The number of patients undergoing LSS is likely to be increasing in developed countries, all of which are experiencing a steady annual increase in their elderly populations. The elderly are very likely to have comorbidities, such as hypertension and diabetes; if severe, these comorbidities preclude surgery under general anesthesia. For example, Sairyo et al.21) reported the case of a 72-year-old woman with central LSS and severe pulmonary dysfunction (minute volume, 0.71 L). In this patient, they performed a novel TF full-endoscopic procedure under local anesthesia to decompress the central stenosis, including total resection of the superior articular process, partial removal of the inferior articular process, and partial flavectomy, which they referred to as TF lumbar undercutting laminectomy.
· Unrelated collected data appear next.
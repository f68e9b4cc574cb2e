//! Cue player contract
//!
//! A cue player turns sequencer decisions into sound: short tones keyed by
//! [`CueKind`] and spoken phrases on an independent speech channel. All
//! methods are fire-and-forget. Implementations log their own failures and
//! never propagate them, so a missing tone or a broken speech engine cannot
//! stall the cue timeline.

mod device;

pub use device::DeviceCuePlayer;

use serde::Serialize;

use crate::catalog::ShotType;
use crate::config::CueConfig;
use crate::sequencer::SwingPhase;
use crate::tempo::PhaseDurations;

/// Sounds the sequencer can request.
#[derive(Debug, Clone, Copy, PartialEq, Eq, Hash, Serialize)]
pub enum CueKind {
    Metronome,
    Takeaway,
    Downswing,
    Impact,
}

impl CueKind {
    pub const COUNT: usize = 4;
    pub const ALL: [CueKind; CueKind::COUNT] = [
        CueKind::Metronome,
        CueKind::Takeaway,
        CueKind::Downswing,
        CueKind::Impact,
    ];

    /// Asset file stem for this cue (`<name>.wav`).
    pub fn asset_name(self) -> &'static str {
        match self {
            CueKind::Metronome => "metronome_tone",
            CueKind::Takeaway => "takeaway_tone",
            CueKind::Downswing => "downswing_tone",
            CueKind::Impact => "impact_tone",
        }
    }

    pub(crate) fn index(self) -> usize {
        match self {
            CueKind::Metronome => 0,
            CueKind::Takeaway => 1,
            CueKind::Downswing => 2,
            CueKind::Impact => 3,
        }
    }

    /// Tone announcing entry into `phase`, if that phase has one.
    pub fn for_phase(phase: SwingPhase) -> Option<CueKind> {
        match phase {
            SwingPhase::Idle => None,
            SwingPhase::Takeaway => Some(CueKind::Takeaway),
            SwingPhase::Downswing => Some(CueKind::Downswing),
            SwingPhase::Impact => Some(CueKind::Impact),
            SwingPhase::Metronome => Some(CueKind::Metronome),
        }
    }
}

/// Session identity and levels handed to the player when a session starts.
#[derive(Debug, Clone, PartialEq, Serialize)]
pub struct CueBinding {
    pub shot_type: ShotType,
    pub pro_name: String,
    pub durations: PhaseDurations,
    /// Master volume in `[0, 1]`
    pub volume: f32,
}

/// Sound output used by the sequencer.
pub trait CuePlayer: Send + Sync {
    /// Attaches session identity and volume. Cues played before the first
    /// bind use full master volume and long-game levels.
    fn bind(&self, binding: CueBinding);

    /// Starts the tone for `kind` immediately, restarting it if it is
    /// already sounding. Other kinds keep playing.
    fn play_cue(&self, kind: CueKind);

    /// Queues `text` on the speech channel.
    fn speak(&self, text: &str);

    /// Stops speech, silences tones and drops the session binding.
    fn cleanup(&self);
}

/// Playback gain for `kind` under the given levels.
///
/// The metronome uses its own (quieter) base level; swing tones combine the
/// swing base level with the per-shot-type table. Everything is scaled by the
/// user's master volume.
pub fn cue_gain(kind: CueKind, config: &CueConfig, shot_type: ShotType, volume: f32) -> f32 {
    let volumes = config.shot_volumes.for_shot(shot_type);
    let base = match kind {
        CueKind::Metronome => config.metronome_volume,
        CueKind::Takeaway => config.swing_volume * volumes.takeaway,
        CueKind::Downswing => config.swing_volume * volumes.downswing,
        CueKind::Impact => config.swing_volume * volumes.impact,
    };
    (base * volume.clamp(0.0, 1.0)).max(0.0)
}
There are three types of LSS, that is, foraminal, lateral recess, and central. TF full-endoscopic decompression was first developed for foraminal stenosis.11,12) Subsequently, it was found that lateral recess stenosis could be decompressed using a TF approach.3,5,13) Finally, it became possible to decompress central stenosis by TF lumbar undercutting laminectomy under local anesthesia.21) There are some ongoing technical limitations, but we are now able to decompress any type of LSS under local anesthesia using a TF full-endoscopic system.

Conclusion

We performed four-stage TF FEVF at L3/4 and L4/5 bilaterally in step-by-step manner under local anesthesia in a man with LSS at L3/4 and L4/5 who had severe comorbidities. The TF full-endoscopic decompression under local anesthesia can be recommended for elderly patients with a poor general health status.

Conflicts of Interest Disclosure

The authors have no conflict of interest concerning the materials or methods used in this study or the findings specified in this paper.